The K-Means algorithm is sensitive to differences in scale in the selected variables. To minimize the effects of scale on the cluster assignment, you can optionally specify that the data is to be standardized using "z-score" standardization.
The node provides a summary of the cluster assignment and details of the cluster assignment.
The solutionSummary pin provides a summary that indicates the number of observations assigned to each cluster, the "co-ordinates" of the mean of each of the derived clusters (the "centroids"), and statistics for the "within cluster sum of squares" and the ratio of the "between sum of squares" and "within cluster sum of squares".
The clusterData pin provides details of the cluster assignment which includes: the "co-ordinate" values of the variables for each observation together with the assigned cluster number, the "Type" set to "CLUSTER" and the "set" which is set to "CLUSTERx" where "x" is the assigned cluster number.
Powered by TIBCO®
Properties
ModelName
Optionally specify the name of a model which is displayed on the output data.
A model name must start with a letter and may contain any of the following:
- letters
- numbers
- period character (".")
- underscore ("_")
If not specified, a default model name "KMeans" is displayed on the output data.
Variables
Optionally specify the variables to be used, separated by commas.
By default, all the fields from the input data are used.
ClusterCount
Specify the number of clusters.
The number must be in the range from 2 to N-1, where N is the number of observations (input data records).

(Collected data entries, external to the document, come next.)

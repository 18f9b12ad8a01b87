#![forbid(unsafe_code)]

//! Execution controller for chat-style notebooks.
//!
//! A notebook alternates user, assistant, and code cells. Running a cell
//! places (or reuses) an assistant response cell below it, turns the cells
//! above into a role-tagged conversation, expands `<%% path %%>` file
//! references, and streams a pluggable runner's output into the response
//! cell.

pub mod config;
pub mod conversation;
pub mod document;
pub mod errors;
pub mod models;
pub mod notify;
pub mod orchestrator;
pub mod runner;
pub mod template;

pub use config::GlobalConfig;
pub use errors::{AppError, Result};
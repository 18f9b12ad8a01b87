//! Response-slot placement and turn progression.
//!
//! Every triggering cell owns exactly one response cell, located directly
//! below it and tagged with the assistant role. [`ensure_response_cell`]
//! creates or retags that slot before a run; [`append_next_user_cell`]
//! opens the next user turn after a successful run of the last cell.
//!
//! Insertion and the follow-up re-read are separate host calls. A host that
//! lets other editors change the document between them may hand back a
//! shifted cell; the retag check below turns that into a failed run rather
//! than output written to the wrong cell.
//!
//! The host offers no way to delete a cell, so an insert whose retag fails
//! leaves an untagged blank cell behind. [`PlacementError::stray_index`]
//! names it so callers can account for it.

use std::fmt;

use tracing::{debug, info, warn};

use crate::config::CellRoles;
use crate::document::DocumentService;
use crate::AppError;

/// Location of the response cell for one run.
#[derive(Debug, Clone, Copy, PartialEq, Eq)]
pub struct ResponseSlot {
    /// Index of the response cell.
    pub index: usize,
    /// Whether the triggering cell was the last cell before insertion.
    pub was_last: bool,
    /// Whether a new cell had to be inserted.
    pub inserted: bool,
}

/// Failure of a topology step.
#[derive(Debug)]
pub struct PlacementError {
    /// The underlying host or lookup error.
    pub error: AppError,
    /// Index of a cell that was inserted but could not be tagged.
    pub stray_index: Option<usize>,
}

impl PlacementError {
    fn stray(error: AppError, index: usize) -> Self {
        warn!(index, %error, "inserted cell left untagged");
        Self {
            error,
            stray_index: Some(index),
        }
    }
}

impl fmt::Display for PlacementError {
    fn fmt(&self, f: &mut fmt::Formatter<'_>) -> fmt::Result {
        match self.stray_index {
            Some(index) => write!(f, "{} (untagged cell left at {index})", self.error),
            None => write!(f, "{}", self.error),
        }
    }
}

impl std::error::Error for PlacementError {}

impl From<AppError> for PlacementError {
    fn from(error: AppError) -> Self {
        Self {
            error,
            stray_index: None,
        }
    }
}

impl From<PlacementError> for AppError {
    fn from(err: PlacementError) -> Self {
        err.error
    }
}

/// Make sure an assistant-tagged cell sits directly below `active_index`.
///
/// Inserts a code cell below the active cell and retags it when the active
/// cell is last or its successor is not tagged with the assistant role.
/// Otherwise the successor is reused untouched.
///
/// # Errors
///
/// Returns `AppError::NotFound` if `active_index` is out of range,
/// `AppError::Command` if the host rejects the insert or retag, or if the
/// cell found after insertion is not assistant-tagged. Once the insert has
/// succeeded, the error carries the inserted cell's index.
pub async fn ensure_response_cell(
    document: &dyn DocumentService,
    active_index: usize,
    roles: &CellRoles,
) -> std::result::Result<ResponseSlot, PlacementError> {
    let count = document.cell_count();
    if active_index >= count {
        return Err(AppError::NotFound(format!(
            "cell {active_index} does not exist ({count} cells)"
        )).into());
    }

    let next_index = active_index + 1;
    let was_last = next_index == count;
    let reusable = !was_last
        && document
            .cell(next_index)
            .is_some_and(|cell| cell.language == roles.assistant);

    if reusable {
        debug!(index = next_index, "reusing existing response cell");
        return Ok(ResponseSlot {
            index: next_index,
            was_last,
            inserted: false,
        });
    }

    document.insert_code_cell_below(active_index).await?;
    document
        .set_cell_language(next_index, &roles.assistant)
        .await
        .map_err(|err| PlacementError::stray(err, next_index))?;

    // Handles taken before the insert are stale; look the cell up again.
    let response = document.cell(next_index).ok_or_else(|| {
        AppError::Command(format!("response cell {next_index} missing after insert"))
    })?;
    if response.language != roles.assistant {
        let err = AppError::Command(format!(
            "response cell {next_index} is tagged `{}` after retag",
            response.language
        ));
        return Err(PlacementError::stray(err, next_index));
    }

    info!(index = next_index, was_last, "inserted response cell");
    Ok(ResponseSlot {
        index: next_index,
        was_last,
        inserted: true,
    })
}

/// Open the next user turn below the response cell.
///
/// Only acts when the triggering cell was the last cell of the document;
/// returns the index of the new user cell in that case.
///
/// # Errors
///
/// Returns `AppError::Command` if the host rejects the insert or retag. A
/// rejected retag carries the inserted cell's index.
pub async fn append_next_user_cell(
    document: &dyn DocumentService,
    slot: ResponseSlot,
    roles: &CellRoles,
) -> std::result::Result<Option<usize>, PlacementError> {
    if !slot.was_last {
        return Ok(None);
    }

    let user_index = slot.index + 1;
    document.insert_code_cell_below(slot.index).await?;
    document
        .set_cell_language(user_index, &roles.user)
        .await
        .map_err(|err| PlacementError::stray(err, user_index))?;

    info!(index = user_index, "appended next user cell");
    Ok(Some(user_index))
}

A value is required for this property.
MaxIterations
Optionally specify the maximum number of iterations of the algorithm used to assign items to clusters. A positive integer.
The default value is 10.
StartConfigurations
Optionally specify the number of random sets of initial observations that are to be used as the initial cluster centers when performing the cluster analysis. A positive integer.
The default value is 10.
TransformData
Optionally specify whether each of the fields in the input data are to be transformed. Choose from:
- None - Do not transform the data.
- Standardize - Apply a z-score standardization to each field in the input data.
The default value is None.
Inputs and outputs
Inputs: data.
Outputs: solutionSummary, clusterData.